// src/pipeline/metrics.rs
//
// Pipeline observability. Tracks frame admission, classifier usage and
// publish counts; export via logs at the end of a run.

use std::time::Instant;

#[derive(Debug, Clone)]
pub struct PipelineMetrics {
    pub frames_received: u64,
    pub frames_accepted: u64,
    pub frames_dropped: u64,
    pub classifications: u64,
    pub publishes: u64,
    pub red_confirmations: u64,
    pub started_at: Instant,
}

impl PipelineMetrics {
    pub fn new() -> Self {
        Self {
            frames_received: 0,
            frames_accepted: 0,
            frames_dropped: 0,
            classifications: 0,
            publishes: 0,
            red_confirmations: 0,
            started_at: Instant::now(),
        }
    }

    /// Accepted-frame rate since startup.
    pub fn effective_fps(&self) -> f64 {
        let elapsed = self.started_at.elapsed().as_secs_f64();
        if elapsed > 0.01 {
            self.frames_accepted as f64 / elapsed
        } else {
            0.0
        }
    }

    pub fn summary(&self) -> MetricsSummary {
        MetricsSummary {
            frames_received: self.frames_received,
            frames_accepted: self.frames_accepted,
            frames_dropped: self.frames_dropped,
            classifications: self.classifications,
            publishes: self.publishes,
            red_confirmations: self.red_confirmations,
            effective_fps: self.effective_fps(),
            elapsed_secs: self.started_at.elapsed().as_secs_f64(),
        }
    }
}

impl Default for PipelineMetrics {
    fn default() -> Self {
        Self::new()
    }
}

#[derive(Debug, Clone, serde::Serialize)]
pub struct MetricsSummary {
    pub frames_received: u64,
    pub frames_accepted: u64,
    pub frames_dropped: u64,
    pub classifications: u64,
    pub publishes: u64,
    pub red_confirmations: u64,
    pub effective_fps: f64,
    pub elapsed_secs: f64,
}
use crate::types::Config;
use anyhow::{bail, Context, Result};
use std::fs;

impl Config {
    pub fn load(path: &str) -> Result<Self> {
        let contents = fs::read_to_string(path)
            .with_context(|| format!("Failed to read config file {path}"))?;
        let config: Config = serde_yaml::from_str(&contents).context("Failed to parse config")?;
        config.validate()?;
        Ok(config)
    }

    /// Startup validation. A system that cannot orient itself must refuse to
    /// start rather than run without stop geometry.
    pub fn validate(&self) -> Result<()> {
        if self.stop_lines.positions.is_empty() {
            bail!("Config contains no stop line positions");
        }
        if self.detection.min_look_ahead <= 0.0
            || self.detection.max_look_ahead <= self.detection.min_look_ahead
        {
            bail!(
                "Invalid look-ahead window: min={}, max={}",
                self.detection.min_look_ahead,
                self.detection.max_look_ahead
            );
        }
        if self.detection.min_frame_interval <= 0.0 {
            bail!(
                "Invalid frame interval: {}",
                self.detection.min_frame_interval
            );
        }
        Ok(())
    }
}

#[cfg(test)]
mod tests {
    use crate::types::*;

    fn test_config() -> Config {
        Config {
            site: SiteConfig {
                is_site: false,
                stop_position: [8.0, 16.2],
            },
            detection: DetectionConfig {
                min_look_ahead: 25.0,
                max_look_ahead: 100.0,
                min_frame_interval: 0.1,
            },
            stop_lines: StopLineConfig {
                positions: vec![[10.0, 10.0], [60.0, 5.0]],
            },
            replay: ReplayConfig {
                scenario_dir: "scenarios".to_string(),
                max_pending_outputs: 64,
            },
            logging: LoggingConfig {
                level: "info".to_string(),
            },
        }
    }

    #[test]
    fn test_empty_stop_lines_rejected() {
        let mut config = test_config();
        config.stop_lines.positions.clear();
        assert!(config.validate().is_err());
    }

    #[test]
    fn test_inverted_look_ahead_window_rejected() {
        let mut config = test_config();
        config.detection.max_look_ahead = 10.0;
        assert!(config.validate().is_err());
    }

    #[test]
    fn test_valid_config_accepted() {
        assert!(test_config().validate().is_ok());
    }
}
// src/types.rs

use nalgebra::{Point3, UnitQuaternion};
use serde::{Deserialize, Serialize};

#[derive(Debug, Clone, Serialize, Deserialize)]
pub struct Config {
    pub site: SiteConfig,
    pub detection: DetectionConfig,
    pub stop_lines: StopLineConfig,
    pub replay: ReplayConfig,
    pub logging: LoggingConfig,
}

#[derive(Debug, Clone, Serialize, Deserialize)]
pub struct SiteConfig {
    pub is_site: bool,
    /// Fixed stop position used instead of live light geometry when `is_site` is set.
    pub stop_position: [f64; 2],
}

#[derive(Debug, Clone, Serialize, Deserialize)]
pub struct DetectionConfig {
    pub min_look_ahead: f64,
    pub max_look_ahead: f64,
    /// Minimum spacing between accepted camera frames, in seconds.
    pub min_frame_interval: f64,
}

#[derive(Debug, Clone, Serialize, Deserialize)]
pub struct StopLineConfig {
    pub positions: Vec<[f64; 2]>,
}

#[derive(Debug, Clone, Serialize, Deserialize)]
pub struct ReplayConfig {
    pub scenario_dir: String,
    pub max_pending_outputs: usize,
}

#[derive(Debug, Clone, Serialize, Deserialize)]
pub struct LoggingConfig {
    pub level: String,
}

/// Latest vehicle pose as reported by localization.
#[derive(Debug, Clone)]
pub struct Pose {
    pub position: Point3<f64>,
    pub orientation: UnitQuaternion<f64>,
}

impl Pose {
    /// Heading around the map z axis, extracted from the orientation quaternion.
    pub fn yaw(&self) -> f64 {
        self.orientation.euler_angles().2
    }
}

#[derive(Debug, Clone, Copy)]
pub struct Waypoint {
    pub x: f64,
    pub y: f64,
}

/// One known traffic light from the registry snapshot. The color is only
/// populated in simulation-like contexts that report ground truth.
#[derive(Debug, Clone, Serialize, Deserialize)]
pub struct TrafficLight {
    pub x: f64,
    pub y: f64,
    pub color: Option<LightColor>,
}

#[derive(Debug, Clone, Copy, PartialEq, Eq, Serialize, Deserialize)]
#[serde(rename_all = "snake_case")]
pub enum LightColor {
    Red,
    Yellow,
    Green,
    Unknown,
    /// No relevant light in the look-ahead window this frame.
    NoLight,
}

/// Waypoint sentinel published while no red light demands a stop.
pub const NO_STOP_WAYPOINT: i32 = -1;

/// Undecoded camera frame. Image decoding lives outside this crate, so the
/// payload is opaque bytes; only the timestamp is interpreted here.
#[derive(Debug, Clone)]
pub struct Frame {
    pub seq: u64,
    pub timestamp: f64,
    pub data: Vec<u8>,
}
▬▬▬▬▬▬
> _Task instructions_: Take the records and restate them word for word.

> _Completed exercise_:
// src/pipeline/metrics.rs
//
// Pipeline observability. Tracks frame admission, classifier usage and
// publish counts; export via logs at the end of a run.

use std::time::Instant;

#[derive(Debug, Clone)]
pub struct PipelineMetrics {
    pub frames_received: u64,
    pub frames_accepted: u64,
    pub frames_dropped: u64,
    pub classifications: u64,
    pub publishes: u64,
    pub red_confirmations: u64,
    pub started_at: Instant,
}

impl PipelineMetrics {
    pub fn new() -> Self {
        Self {
            frames_received: 0,
            frames_accepted: 0,
            frames_dropped: 0,
            classifications: 0,
            publishes: 0,
            red_confirmations: 0,
            started_at: Instant::now(),
        }
    }

    /// Accepted-frame rate since startup.
    pub fn effective_fps(&self) -> f64 {
        let elapsed = self.started_at.elapsed().as_secs_f64();
        if elapsed > 0.01 {
            self.frames_accepted as f64 / elapsed
        } else {
            0.0
        }
    }

    pub fn summary(&self) -> MetricsSummary {
        MetricsSummary {
            frames_received: self.frames_received,
            frames_accepted: self.frames_accepted,
            frames_dropped: self.frames_dropped,
            classifications: self.classifications,
            publishes: self.publishes,
            red_confirmations: self.red_confirmations,
            effective_fps: self.effective_fps(),
            elapsed_secs: self.started_at.elapsed().as_secs_f64(),
        }
    }
}

impl Default for PipelineMetrics {
    fn default() -> Self {
        Self::new()
    }
}

#[derive(Debug, Clone, serde::Serialize)]
pub struct MetricsSummary {
    pub frames_received: u64,
    pub frames_accepted: u64,
    pub frames_dropped: u64,
    pub classifications: u64,
    pub publishes: u64,
    pub red_confirmations: u64,
    pub effective_fps: f64,
    pub elapsed_secs: f64,
}
use crate::types::Config;
use anyhow::{bail, Context, Result};
use std::fs;

impl Config {
    pub fn load(path: &str) -> Result<Self> {
        let contents = fs::read_to_string(path)
            .with_context(|| format!("Failed to read config file {path}"))?;
        let config: Config = serde_yaml::from_str(&contents).context("Failed to parse config")?;
        config.validate()?;
        Ok(config)
    }

    /// Startup validation. A system that cannot orient itself must refuse to
    /// start rather than run without stop geometry.
    pub fn validate(&self) -> Result<()> {
        if self.stop_lines.positions.is_empty() {
            bail!("Config contains no stop line positions");
        }
        if self.detection.min_look_ahead <= 0.0
            || self.detection.max_look_ahead <= self.detection.min_look_ahead
        {
            bail!(
                "Invalid look-ahead window: min={}, max={}",
                self.detection.min_look_ahead,
                self.detection.max_look_ahead
            );
        }
        if self.detection.min_frame_interval <= 0.0 {
            bail!(
                "Invalid frame interval: {}",
                self.detection.min_frame_interval
            );
        }
        Ok(())
    }
}

#[cfg(test)]
mod tests {
    use crate::types::*;

    fn test_config() -> Config {
        Config {
            site: SiteConfig {
                is_site: false,
                stop_position: [8.0, 16.2],
            },
            detection: DetectionConfig {
                min_look_ahead: 25.0,
                max_look_ahead: 100.0,
                min_frame_interval: 0.1,
            },
            stop_lines: StopLineConfig {
                positions: vec![[10.0, 10.0], [60.0, 5.0]],
            },
            replay: ReplayConfig {
                scenario_dir: "scenarios".to_string(),
                max_pending_outputs: 64,
            },
            logging: LoggingConfig {
                level: "info".to_string(),
            },
        }
    }

    #[test]
    fn test_empty_stop_lines_rejected() {
        let mut config = test_config();
        config.stop_lines.positions.clear();
        assert!(config.validate().is_err());
    }

    #[test]
    fn test_inverted_look_ahead_window_rejected() {
        let mut config = test_config();
        config.detection.max_look_ahead = 10.0;
        assert!(config.validate().is_err());
    }

    #[test]
    fn test_valid_config_accepted() {
        assert!(test_config().validate().is_ok());
    }
}
// src/types.rs

use nalgebra::{Point3, UnitQuaternion};
use serde::{Deserialize, Serialize};

#[derive(Debug, Clone, Serialize, Deserialize)]
pub struct Config {
    pub site: SiteConfig,
    pub detection: DetectionConfig,
    pub stop_lines: StopLineConfig,
    pub replay: ReplayConfig,
    pub logging: LoggingConfig,
}

#[derive(Debug, Clone, Serialize, Deserialize)]
pub struct SiteConfig {
    pub is_site: bool,
    /// Fixed stop position used instead of live light geometry when `is_site` is set.
    pub stop_position: [f64; 2],
}

#[derive(Debug, Clone, Serialize, Deserialize)]
pub struct DetectionConfig {
    pub min_look_ahead: f64,
    pub max_look_ahead: f64,
    /// Minimum spacing between accepted camera frames, in seconds.
    pub min_frame_interval: f64,
}

#[derive(Debug, Clone, Serialize, Deserialize)]
pub struct StopLineConfig {
    pub positions: Vec<[f64; 2]>,
}

#[derive(Debug, Clone, Serialize, Deserialize)]
pub struct ReplayConfig {
    pub scenario_dir: String,
    pub max_pending_outputs: usize,
}

#[derive(Debug, Clone, Serialize, Deserialize)]
pub struct LoggingConfig {
    pub level: String,
}

/// Latest vehicle pose as reported by localization.
#[derive(Debug, Clone)]
pub struct Pose {
    pub position: Point3<f64>,
    pub orientation: UnitQuaternion<f64>,
}

impl Pose {
    /// Heading around the map z axis, extracted from the orientation quaternion.
    pub fn yaw(&self) -> f64 {
        self.orientation.euler_angles().2
    }
}

#[derive(Debug, Clone, Copy)]
pub struct Waypoint {
    pub x: f64,
    pub y: f64,
}

/// One known traffic light from the registry snapshot. The color is only
/// populated in simulation-like contexts that report ground truth.
#[derive(Debug, Clone, Serialize, Deserialize)]
pub struct TrafficLight {
    pub x: f64,
    pub y: f64,
    pub color: Option<LightColor>,
}

#[derive(Debug, Clone, Copy, PartialEq, Eq, Serialize, Deserialize)]
#[serde(rename_all = "snake_case")]
pub enum LightColor {
    Red,
    Yellow,
    Green,
    Unknown,
    /// No relevant light in the look-ahead window this frame.
    NoLight,
}

/// Waypoint sentinel published while no red light demands a stop.
pub const NO_STOP_WAYPOINT: i32 = -1;

/// Undecoded camera frame. Image decoding lives outside this crate, so the
/// payload is opaque bytes; only the timestamp is interpreted here.
#[derive(Debug, Clone)]
pub struct Frame {
    pub seq: u64,
    pub timestamp: f64,
    pub data: Vec<u8>,
}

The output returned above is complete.